CAN I HAZ IT FOR REAL !!?

Filters are not stable yet, just this morning I have fixed a bug that lead to a crash and another user has found a corner case which causes the filter glue to crash when a filter forks. They're not just disabled, but also removed from our stable release. Unlike a while ago, there's no way to activate them in a stable release. Gone. Bye-bye. Ma3 salam.

Filters support is only available in our development master and portable branches which are mirrored on Github. It is also available in our snapshots, which we publish every now and then from these branches. However... they are not meant for general use.

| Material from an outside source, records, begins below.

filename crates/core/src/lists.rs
//! Stored Lists
//!
//! Small persisted product-id lists the storefront keeps alongside the cart:
//! wishlist, compare list and recently-viewed. Most-recent-first, duplicates
//! collapse to the front, and each list keeps at most its configured cap.

use crate::storage::{KeyValueStore, StorageError};

/// Conventional storage keys for the storefront lists.
pub mod keys {
    /// Wishlist storage key.
    pub const WISHLIST: &str = "wishlist";

    /// Compare-list storage key.
    pub const COMPARE_LIST: &str = "compareList";

    /// Recently-viewed storage key.
    pub const RECENTLY_VIEWED: &str = "recentlyViewed";
}

/// A persisted, capped, de-duplicating list of product ids.
#[derive(Debug)]
pub struct StoredList<S: KeyValueStore> {
    key: &'static str,
    cap: usize,
    ids: Vec<String>,
    store: S,
}

impl<S: KeyValueStore> StoredList<S> {
    /// Loads the list persisted under `key`, starting empty when nothing was
    /// persisted yet.
    ///
    /// # Errors
    ///
    /// Returns a `StorageError` when the store cannot be read or holds a
    /// payload that is not a string list.
    pub fn load(store: S, key: &'static str, cap: usize) -> Result<Self, StorageError> {
        let ids = match store.get(key)? {
            Some(raw) => serde_json::from_str(&raw).map_err(|source| StorageError::Deserialize {
                key: key.to_string(),
                source,
            })?,
            None => Vec::new(),
        };

        Ok(Self {
            key,
            cap,
            ids,
            store,
        })
    }

    /// Current ids, most recent first.
    #[must_use]
    pub fn ids(&self) -> &[String] {
        &self.ids
    }

    /// Whether `product_id` is in the list.
    #[must_use]
    pub fn contains(&self, product_id: &str) -> bool {
        self.ids.iter().any(|id| id == product_id)
    }

    /// Moves `product_id` to the front, inserting it if absent and dropping
    /// the oldest entry when the cap is exceeded.
    ///
    /// # Errors
    ///
    /// Returns a `StorageError` when persisting fails.
    pub fn touch(&mut self, product_id: &str) -> Result<(), StorageError> {
        self.ids.retain(|id| id != product_id);
        self.ids.insert(0, product_id.to_string());
        self.ids.truncate(self.cap);

        self.commit()
    }

    /// Removes `product_id` from the list; absent ids are a no-op.
    ///
    /// # Errors
    ///
    /// Returns a `StorageError` when persisting fails.
    pub fn remove(&mut self, product_id: &str) -> Result<(), StorageError> {
        let before = self.ids.len();

        self.ids.retain(|id| id != product_id);

        if self.ids.len() == before {
            return Ok(());
        }

        self.commit()
    }

    fn commit(&mut self) -> Result<(), StorageError> {
        let raw = serde_json::to_string(&self.ids).map_err(|source| StorageError::Serialize {
            key: self.key.to_string(),
            source,
        })?;

        self.store.set(self.key, &raw)
    }
}
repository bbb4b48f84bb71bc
//! Products

pub mod data;
pub mod errors;
pub mod records;
mod repository;
pub mod service;

pub use errors::ProductsServiceError;
pub use service::*;
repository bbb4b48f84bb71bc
//! State

use std::sync::Arc;

use kiosk_app::context::AppContext;

#[derive(Clone)]
pub(crate) struct State {
    pub(crate) app: AppContext,

    /// Shared secret the admin surface authenticates with.
    pub(crate) admin_token: String,
}

impl State {
    #[must_use]
    pub(crate) fn new(app: AppContext, admin_token: String) -> Self {
        Self { app, admin_token }
    }

    #[must_use]
    pub(crate) fn from_app_context(app: AppContext, admin_token: String) -> Arc<Self> {
        Arc::new(Self::new(app, admin_token))
    }
}
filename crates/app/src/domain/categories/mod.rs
//! Categories

pub mod data;
pub mod errors;
pub mod records;
mod repository;
pub mod service;

pub use errors::CategoriesServiceError;
pub use service::*;
//! Voucher Records

use jiff::Timestamp;
use kiosk::vouchers::{DiscountType, Voucher};
use rust_decimal::Decimal;

use crate::uuids::TypedUuid;

/// Voucher UUID
pub type VoucherUuid = TypedUuid<VoucherRecord>;

/// Voucher Record
///
/// The persisted row; [`VoucherRecord::into_voucher`] turns it into the pure
/// rules model eligibility and discount math run against.
#[derive(Debug, Clone, PartialEq)]
pub struct VoucherRecord {
    pub uuid: VoucherUuid,
    pub code: String,
    pub name: String,
    pub description: Option<String>,
    pub discount_type: DiscountType,
    pub discount_value: Decimal,
    pub min_purchase: u64,
    pub max_discount: Option<u64>,
    pub usage_limit: Option<u32>,
    pub used_count: u32,
    pub is_active: bool,
    pub valid_until: Option<Timestamp>,
    pub created_at: Timestamp,
    pub updated_at: Timestamp,
}

impl VoucherRecord {
    /// The rules-model view of this record.
    #[must_use]
    pub fn into_voucher(self) -> Voucher {
        Voucher {
            id: self.uuid.to_string(),
            code: self.code,
            name: self.name,
            description: self.description,
            discount_type: self.discount_type,
            discount_value: self.discount_value,
            min_purchase: self.min_purchase,
            max_discount: self.max_discount,
            usage_limit: self.usage_limit,
            used_count: self.used_count,
            is_active: self.is_active,
            valid_until: self.valid_until,
        }
    }
}
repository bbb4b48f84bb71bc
//! Depot helper extensions.

use std::any::Any;

use salvo::prelude::{Depot, StatusError};

/// Helpers for mapping depot extraction failures to HTTP errors.
pub(crate) trait DepotExt {
    fn obtain_or_500<T: Any + Send + Sync>(&self) -> Result<&T, StatusError>;
}

impl DepotExt for Depot {
    fn obtain_or_500<T: Any + Send + Sync>(&self) -> Result<&T, StatusError> {
        self.obtain::<T>()
            .map_err(|_ignored| StatusError::internal_server_error())
    }
}
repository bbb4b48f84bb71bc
//! Checkout

pub(crate) mod errors;
pub(crate) mod handlers;
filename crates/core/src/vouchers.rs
//! Vouchers
//!
//! Discount code records and the eligibility rules a code must pass before a
//! discount is computed. Checks run in a fixed order because the first
//! failure decides the user-facing message.

use jiff::Timestamp;
use rust_decimal::Decimal;
use serde::{Deserialize, Serialize};
use thiserror::Error;

use crate::{
    discounts::{DiscountError, compute_discount},
    prices::format_rupiah,
};

/// How a voucher's `discount_value` is interpreted.
#[derive(Debug, Clone, Copy, PartialEq, Eq, Serialize, Deserialize)]
#[serde(rename_all = "lowercase")]
pub enum DiscountType {
    /// `discount_value` is a percentage of the subtotal, conventionally in
    /// `(0, 100]`.
    Percentage,

    /// `discount_value` is a fixed rupiah amount.
    Fixed,
}

/// A discount code with its eligibility rules and usage counter.
#[derive(Debug, Clone, PartialEq, Serialize, Deserialize)]
pub struct Voucher {
    /// Store-assigned identifier, used to record usage.
    pub id: String,

    /// Redemption code; canonically upper-cased, unique per store.
    pub code: String,

    /// Display name.
    pub name: String,

    /// Optional longer description.
    #[serde(default)]
    pub description: Option<String>,

    /// Interpretation of `discount_value`.
    pub discount_type: DiscountType,

    /// Percentage or fixed amount, depending on `discount_type`.
    pub discount_value: Decimal,

    /// Minimum subtotal required; zero means no minimum.
    #[serde(default)]
    pub min_purchase: u64,

    /// Cap applied to percentage discounts.
    #[serde(default)]
    pub max_discount: Option<u64>,

    /// Maximum number of redemptions; unlimited when absent.
    #[serde(default)]
    pub usage_limit: Option<u32>,

    /// Redemptions recorded so far.
    #[serde(default)]
    pub used_count: u32,

    /// Whether the voucher can currently be applied at all.
    pub is_active: bool,

    /// Expiry moment; never expires when absent.
    #[serde(default)]
    pub valid_until: Option<Timestamp>,
}

/// Why a voucher could not be applied, in check order.
#[derive(Debug, Clone, PartialEq, Eq, Error)]
pub enum VoucherError {
    /// No code was entered.
    #[error("please enter a voucher code")]
    EmptyCode,

    /// No active voucher matches the code.
    #[error("voucher code not found or inactive")]
    NotFoundOrInactive,

    /// The voucher's `valid_until` lies in the past.
    #[error("voucher has expired")]
    Expired,

    /// Every allowed redemption has been used.
    #[error("voucher usage limit reached")]
    UsageLimitReached,

    /// The order subtotal is below the voucher's minimum (carried for the
    /// user-facing message).
    #[error("minimum purchase of {} required", format_rupiah(*.0))]
    BelowMinimumPurchase(u64),
}

/// A voucher paired with its computed discount for the current checkout
/// session. Only ever produced by [`apply`], so holding one implies the
/// voucher passed validation at application time.
#[derive(Debug, Clone, PartialEq, Serialize, Deserialize)]
pub struct AppliedVoucher {
    /// Snapshot of the voucher at application time.
    pub voucher: Voucher,

    /// Discount in whole rupiah, never exceeding the subtotal it was
    /// computed against.
    pub discount: u64,
}

/// Canonicalizes a raw code: trims whitespace and upper-cases.
///
/// # Errors
///
/// Returns [`VoucherError::EmptyCode`] when nothing remains after trimming.
pub fn normalize_code(raw: &str) -> Result<String, VoucherError> {
    let trimmed = raw.trim();

    if trimmed.is_empty() {
        return Err(VoucherError::EmptyCode);
    }

    Ok(trimmed.to_uppercase())
}

/// Runs the ordered eligibility checks for a fetched voucher against an order
/// subtotal. The lookup itself (code → voucher) happens upstream; an inactive
/// voucher still fails here so the function is total over its inputs.
///
/// Expiry is compared against `now`, the moment of validation — an already
/// applied voucher is not re-checked when it later crosses its expiry
/// boundary.
///
/// # Errors
///
/// Returns the first failing check as a [`VoucherError`].
pub fn check_eligibility(
    voucher: &Voucher,
    subtotal: u64,
    now: Timestamp,
) -> Result<(), VoucherError> {
    if !voucher.is_active {
        return Err(VoucherError::NotFoundOrInactive);
    }

    if let Some(valid_until) = voucher.valid_until
        && valid_until < now
    {
        return Err(VoucherError::Expired);
    }

    if let Some(limit) = voucher.usage_limit
        && voucher.used_count >= limit
    {
        return Err(VoucherError::UsageLimitReached);
    }

    if subtotal < voucher.min_purchase {
        return Err(VoucherError::BelowMinimumPurchase(voucher.min_purchase));
    }

    Ok(())
}

/// Errors raised while applying a voucher.
#[derive(Debug, Error)]
pub enum ApplyError {
    /// The voucher failed an eligibility check.
    #[error(transparent)]
    Ineligible(#[from] VoucherError),

    /// The discount amount could not be represented.
    #[error(transparent)]
    Discount(#[from] DiscountError),
}

/// Validates `voucher` against `subtotal` and, on success, pairs it with its
/// computed discount. This is the only way an `AppliedVoucher` comes into
/// being.
///
/// # Errors
///
/// Returns an [`ApplyError`] when validation fails or the discount cannot be
/// computed.
pub fn apply(
    voucher: Voucher,
    subtotal: u64,
    now: Timestamp,
) -> Result<AppliedVoucher, ApplyError> {
    check_eligibility(&voucher, subtotal, now)?;

    let discount = compute_discount(&voucher, subtotal)?;

    Ok(AppliedVoucher { voucher, discount })
}

#[cfg(test)]
mod tests {
    use testresult::TestResult;

    use super::*;

    fn save20k() -> Voucher {
        Voucher {
            id: "v-1".to_string(),
            code: "SAVE20K".to_string(),
            name: "Hemat 20 ribu".to_string(),
            description: None,
            discount_type: DiscountType::Fixed,
            discount_value: Decimal::from(20_000_u32),
            min_purchase: 50_000,
            max_discount: None,
            usage_limit: None,
            used_count: 0,
            is_active: true,
            valid_until: None,
        }
    }

    #[test]
    fn normalize_code_trims_and_uppercases() -> TestResult {
        assert_eq!(normalize_code("  save20k ")?, "SAVE20K");

        Ok(())
    }

    #[test]
    fn normalize_code_rejects_blank_input() {
        assert_eq!(normalize_code("   "), Err(VoucherError::EmptyCode));
        assert_eq!(normalize_code(""), Err(VoucherError::EmptyCode));
    }

    #[test]
    fn eligibility_passes_for_valid_voucher() -> TestResult {
        check_eligibility(&save20k(), 100_000, Timestamp::now())?;

        Ok(())
    }

    #[test]
    fn inactive_voucher_fails_as_not_found() {
        let voucher = Voucher {
            is_active: false,
            ..save20k()
        };

        assert_eq!(
            check_eligibility(&voucher, 100_000, Timestamp::now()),
            Err(VoucherError::NotFoundOrInactive)
        );
    }

    #[test]
    fn expired_voucher_fails() -> TestResult {
        let voucher = Voucher {
            valid_until: Some("2024-01-01T00:00:00Z".parse()?),
            ..save20k()
        };

        let now: Timestamp = "2024-06-01T00:00:00Z".parse()?;

        assert_eq!(
            check_eligibility(&voucher, 100_000, now),
            Err(VoucherError::Expired)
        );

        Ok(())
    }

    #[test]
    fn voucher_valid_until_in_the_future_passes() -> TestResult {
        let voucher = Voucher {
            valid_until: Some("2024-06-01T00:00:00Z".parse()?),
            ..save20k()
        };

        let now: Timestamp = "2024-01-01T00:00:00Z".parse()?;

        check_eligibility(&voucher, 100_000, now)?;

        Ok(())
    }

    #[test]
    fn exhausted_usage_limit_fails_regardless_of_other_fields() {
        let voucher = Voucher {
            usage_limit: Some(5),
            used_count: 5,
            ..save20k()
        };

        assert_eq!(
            check_eligibility(&voucher, 1_000_000, Timestamp::now()),
            Err(VoucherError::UsageLimitReached)
        );
    }

    #[test]
    fn subtotal_below_minimum_fails_with_required_amount() {
        assert_eq!(
            check_eligibility(&save20k(), 40_000, Timestamp::now()),
            Err(VoucherError::BelowMinimumPurchase(50_000))
        );
    }

    #[test]
    fn below_minimum_message_formats_rupiah() {
        let error = VoucherError::BelowMinimumPurchase(50_000);

        assert_eq!(error.to_string(), "minimum purchase of Rp 50.000 required");
    }

    #[test]
    fn zero_minimum_means_no_minimum() -> TestResult {
        let voucher = Voucher {
            min_purchase: 0,
            ..save20k()
        };

        check_eligibility(&voucher, 0, Timestamp::now())?;

        Ok(())
    }

    #[test]
    fn expiry_outranks_usage_limit_in_check_order() -> TestResult {
        let voucher = Voucher {
            valid_until: Some("2024-01-01T00:00:00Z".parse()?),
            usage_limit: Some(1),
            used_count: 1,
            ..save20k()
        };

        let now: Timestamp = "2024-06-01T00:00:00Z".parse()?;

        assert_eq!(
            check_eligibility(&voucher, 10_000, now),
            Err(VoucherError::Expired)
        );

        Ok(())
    }

    #[test]
    fn apply_pairs_voucher_with_discount() -> TestResult {
        let applied = apply(save20k(), 100_000, Timestamp::now())?;

        assert_eq!(applied.discount, 20_000);
        assert_eq!(applied.voucher.code, "SAVE20K");

        Ok(())
    }

    #[test]
    fn apply_is_idempotent_for_unchanged_inputs() -> TestResult {
        let now = Timestamp::now();

        let first = apply(save20k(), 100_000, now)?;
        let second = apply(save20k(), 100_000, now)?;

        assert_eq!(first, second);

        Ok(())
    }

    #[test]
    fn apply_refuses_ineligible_voucher() {
        let result = apply(save20k(), 40_000, Timestamp::now());

        assert!(
            matches!(
                result,
                Err(ApplyError::Ineligible(VoucherError::BelowMinimumPurchase(
                    50_000
                )))
            ),
            "expected BelowMinimumPurchase, got {result:?}"
        );
    }
}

People keep complaining that we didn't document the API, but what they fail to grasp is that:

  • we don't write documentation before actual code, we write code then document;
  • we don't document code that is subject to heavy changes, it's not meant to be used, it should be ignored, you should pretend it doesn't exist;
  • we have a working API but it's not done, it has issues, we don't want people to use it;

At the time being, we leave it undocumented because it makes it harder for people who can't read code to actually play with it, hit issues that aren't bugs and confuse us about what is a real issue and what is a user bug.

We want people to help us squash the bugs in this API, however we can't hold hands of everyone willing to give this API a try and write a tiny filter. So we decided to keep the API undocumented for now and only help those that can read code and figure things out on their own, we want to keep the noise ratio to the lowest. If you don't know C, I would discourage you to play with the API yet, even if you intend to write filters using a bridge. You will be on your own and unlikely to go much far.

I wanted to show code today because so many people keep requesting a filter API and we've been saying that "it's a work in progress" for so long that it looked like vaporware. I hope this post clarifies that we actually HAVE an API, a usable one on top of that, but it's just not ready and we're too close to having what we want that we're not going to ruin it all by rushing to deliver something half-baked.

Note that I didn't show how you could actually plug it, this was done on purpose. If you manage to find by yourself, feel free to help us move the API forward by starting to write your own filters. If you need help to activate, you've failed the easiest test, by all means stay away from this API until it has stabilized.

AWWWWW :-(

Don't be sad :-(

We're working precisely on getting this API stable enough that we can ship it with our next major release. It will be considered experimental, but it will be shipped and you will be able to play with it.

Before you ask, no we don't know when that release would be. Unlike other releases which we can plan on a regular schedule, this one is so invasive and the feature is so big that we will delay for as long as it takes before planning the release. The only thing delaying the major release is the filter code.

And don't get confused, there will be an OpenSMTPD-5.4.4 release soon... but this is a minor release, not the one with filters.